__Data supplied__:
⟨

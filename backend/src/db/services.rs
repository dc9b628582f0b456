//! High-level snapshot service layer.
//!
//! These functions work with any [`SnapshotRepository`] and turn a set of
//! independent, individually fallible fetches into one fully resolved
//! [`EngineSnapshot`]. A failed fetch never aborts the load: it is logged and
//! replaced by its safe default, so the engine always runs and its metrics
//! degrade to zero or empty instead.
//!
//! # Architecture
//!
//! ```text
//! ┌─────────────────────────────────────────────────────────┐
//! │  Presentation (dashboard, calendar view, CLI)           │
//! └───────────────────┬─────────────────────────────────────┘
//!                     │
//! ┌───────────────────▼─────────────────────────────────────┐
//! │  Service Layer (services.rs)                            │
//! │  - Concurrent fetch orchestration                       │
//! │  - Failure degradation                                  │
//! └───────────────────┬─────────────────────────────────────┘
//!                     │
//! ┌───────────────────▼─────────────────────────────────────┐
//! │  SnapshotRepository (repository/) - Abstract Interface  │
//! └───────────────────┬─────────────────────────────────────┘
//!                     │
//!     ┌───────────────┴────────────────┐
//!     │                                │
//! ┌───▼──────────────┐     ┌───────────▼─────────────┐
//! │ Chain / catalog  │     │ Local Repository        │
//! │ clients (extern) │     │ (in-memory)             │
//! └──────────────────┘     └─────────────────────────┘
//! ```
//!
//! # Usage
//!
//! ```no_run
//! use mintscope::db::{services, repositories::LocalRepository};
//! use mintscope::services::ActivityEngine;
//!
//! #[tokio::main]
//! async fn main() {
//!     let repo = LocalRepository::new();
//!     let snapshot = services::load_snapshot(&repo, "0xwallet").await;
//!     let stats = ActivityEngine::default().activity_stats(&snapshot, chrono::Utc::now());
//!     println!("{} assets in scope", stats.in_scope_count);
//! }
//! ```

use chrono::{DateTime, Utc};
use futures::future::join_all;
use log::{debug, info, warn};

use super::repository::{RepositoryResult, SnapshotRepository};
use crate::api::{ActivityStats, CalendarProjection, OnchainCounts};
use crate::models::YearMonth;
use crate::services::{ActivityEngine, EngineSnapshot};

// ==================== Health & Connection ====================

/// Check if the backing source is reachable.
///
/// This is a simple pass-through to the repository's health check.
pub async fn health_check<R: SnapshotRepository + ?Sized>(repo: &R) -> RepositoryResult<bool> {
    repo.health_check().await
}

// ==================== Snapshot Loading ====================

/// Load everything the engine needs for `address`.
///
/// Every asset of the wallet is fetched (empty filter) so that raw custom
/// types configured in the display policy remain admissible.
pub async fn load_snapshot<R: SnapshotRepository + ?Sized>(
    repo: &R,
    address: &str,
) -> EngineSnapshot {
    load_snapshot_filtered(repo, address, &[]).await
}

/// Load a snapshot, restricting the wallet fetch to `collection_filter`.
///
/// Catalog, events and policy are fetched concurrently, then the wallet,
/// then one on-chain count per collection in parallel.
pub async fn load_snapshot_filtered<R: SnapshotRepository + ?Sized>(
    repo: &R,
    address: &str,
    collection_filter: &[String],
) -> EngineSnapshot {
    let (collections, events, policy) = tokio::join!(
        repo.fetch_collections(),
        repo.fetch_events(),
        repo.fetch_display_scope_config(),
    );
    let collections = or_default(collections, "fetch_collections");
    let events = or_default(events, "fetch_events");
    let policy = or_default(policy, "fetch_display_scope_config");

    let assets = or_default(
        repo.fetch_owned_assets(address, collection_filter).await,
        "fetch_owned_assets",
    );

    let counts = join_all(collections.iter().map(|collection| async move {
        let count = repo.fetch_onchain_count(&collection.id).await;
        (collection.id.clone(), count)
    }))
    .await;

    let onchain_counts: OnchainCounts = counts
        .into_iter()
        .map(|(id, count)| {
            let count = count.unwrap_or_else(|e| {
                warn!("fetch_onchain_count failed for {}, using 0: {}", id, e);
                0
            });
            (id, count)
        })
        .collect();

    info!(
        "Loaded snapshot for {}: {} assets, {} collections, {} events",
        address,
        assets.len(),
        collections.len(),
        events.len()
    );

    EngineSnapshot {
        assets,
        collections,
        events,
        policy,
        onchain_counts,
    }
}

// ==================== Engine Shortcuts ====================

/// Load a snapshot for `address` and compute its activity statistics.
pub async fn load_activity_stats<R: SnapshotRepository + ?Sized>(
    repo: &R,
    engine: &ActivityEngine,
    address: &str,
    now: DateTime<Utc>,
) -> ActivityStats {
    let snapshot = load_snapshot(repo, address).await;
    engine.activity_stats(&snapshot, now)
}

/// Load a snapshot for `address` and project its calendar for `month`.
pub async fn load_calendar_projection<R: SnapshotRepository + ?Sized>(
    repo: &R,
    engine: &ActivityEngine,
    address: &str,
    month: YearMonth,
    now: DateTime<Utc>,
) -> CalendarProjection {
    let snapshot = load_snapshot(repo, address).await;
    debug!("Projecting calendar {} for {}", month, address);
    engine.calendar_projection(&snapshot, month, now)
}

fn or_default<T: Default>(result: RepositoryResult<T>, operation: &str) -> T {
    result.unwrap_or_else(|e| {
        warn!("{} failed, continuing with defaults: {}", operation, e);
        T::default()
    })
}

⟩

__Problem to work on__: The range runs from the line above containing "Health & Connection" to the line containing "pub async fn health_check<R: SnapshotRepository", inclusive. Restate those lines word for word and no others.

__Expected output__:
// ==================== Health & Connection ====================

/// Check if the backing source is reachable.
///
/// This is a simple pass-through to the repository's health check.
pub async fn health_check<R: SnapshotRepository + ?Sized>(repo: &R) -> RepositoryResult<bool> {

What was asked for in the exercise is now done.